Douthat wrote about the third papal encyclical written by Benedict XVI titled “Caritas in Veritate” (translated to “Charity In Truth”) and among other things, tells us the following…

When a pope criticizes legalized abortion, liberal Catholics nod and say that yes, they agree, it’s a terrible tragedy … but of course they can’t impose their religious values on a secular society. When a pope endorses the redistribution of wealth, conservative Catholics stroke their chins and say that yes, they agree, society needs a safety net … but of course they’re duty-bound to oppose the tyranny of big government.

According to Wikipedia, Douthat is affiliated with the Catholic faith, which to me is odd considering that last sentence. I know of no teaching I have ever encountered or experienced in any way that affirms his claim that I am “duty bound to oppose the tyranny of big government.”
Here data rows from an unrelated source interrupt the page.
/// Transcode a single image.
pub fn transcode_one<B: ImageBackend>(
    backend: &B,
    input: &InputImage,
    settings: &CompressionSettings,
) -> Result<CompressedResult, BackendError> {
    let decoded = backend.decode(&input.bytes)?;
    let original = decoded.dimensions();
    let (width, height) = plan_dimensions(original.as_tuple(), settings);
    debug!(
        name = %input.name,
        from = ?original.as_tuple(),
        to = ?(width, height),
        "planned dimensions"
    );

    let surface = backend.rasterize(&decoded, width, height)?;
    drop(decoded);

    let media_type = settings.format.resolve(&input.media_type).to_string();
    let data = backend.encode(&surface, &media_type, settings.quality.hint())?;
    debug!(
        name = %input.name,
        %media_type,
        original = input.size(),
        compressed = data.len(),
        "encoded"
    );

    Ok(CompressedResult {
        compressed_size: data.len() as u64,
        data,
        original_name: input.name.clone(),
        original_size: input.size(),
        original_media_type: input.media_type.clone(),
        media_type,
        width,
        height,
        original_width: original.width,
        original_height: original.height,
    })
}

/// What a transcode would produce, without rasterizing or encoding.
#[derive(Debug, Clone, PartialEq, Eq)]
pub struct PlannedItem {
    pub name: String,
    pub original: Dimensions,
    pub target: Dimensions,
    pub media_type: String,
}

/// Decode and plan a single image. Used for dry runs.
pub fn plan_one<B: ImageBackend>(
    backend: &B,
    input: &InputImage,
    settings: &CompressionSettings,
) -> Result<PlannedItem, BackendError> {
    let original = backend.decode(&input.bytes)?.dimensions();
    Ok(PlannedItem {
        name: input.name.clone(),
        original,
        target: plan_dimensions(original.as_tuple(), settings).into(),
        media_type: settings.format.resolve(&input.media_type).to_string(),
    })
}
This Wikipedia article tells us, among other things, that Catholic social activism was prominent in the early history of labor unions in this country.

Also…

More recent examples of catholic social justice in action is the Campaign for Human Development created in part as an outgrowth of the work of Msgr. Geno Baroni, who founded the National Center for Urban Ethnic Affairs (NCUEA). NCUEA spawned, funded and trained hundreds of parish, neighborhood and community based organizations, organizers, credit unions, and local programs. Baroni’s Catholic social justice in action included notable proteges, Rep. Marcy Kaptur, D-OH, currently the longest serving woman in Congress and Sen. Barbara Mikulski, D-MD. President Barack Obama’s first community organizing project was funded by the Campaign for Human Development.[2]

So, far from opposing “big government,” I would say that Catholicism was very much a part of it, and for the better; also, this tells us of Father Robert Drinan, a Jesuit priest who served as a Democratic U.S. Representative from Massachusetts (he was the first member of Congress to introduce a resolution of impeachment against Richard Nixon, not for Watergate, but for Nixon’s secret bombing of Cambodia during the Vietnam War – Drinan was forced to step down when Pope John Paul II forbade members of the clergy from serving in public office).

Douthat tells us that “‘Caritas in Veritate’ is an invitation to think anew about alliances and litmus tests” for both liberals and conservatives. That is indeed a worthy goal.

It would be worthier still if the columnist himself practiced a bit of that himself before he compelled others to do so instead.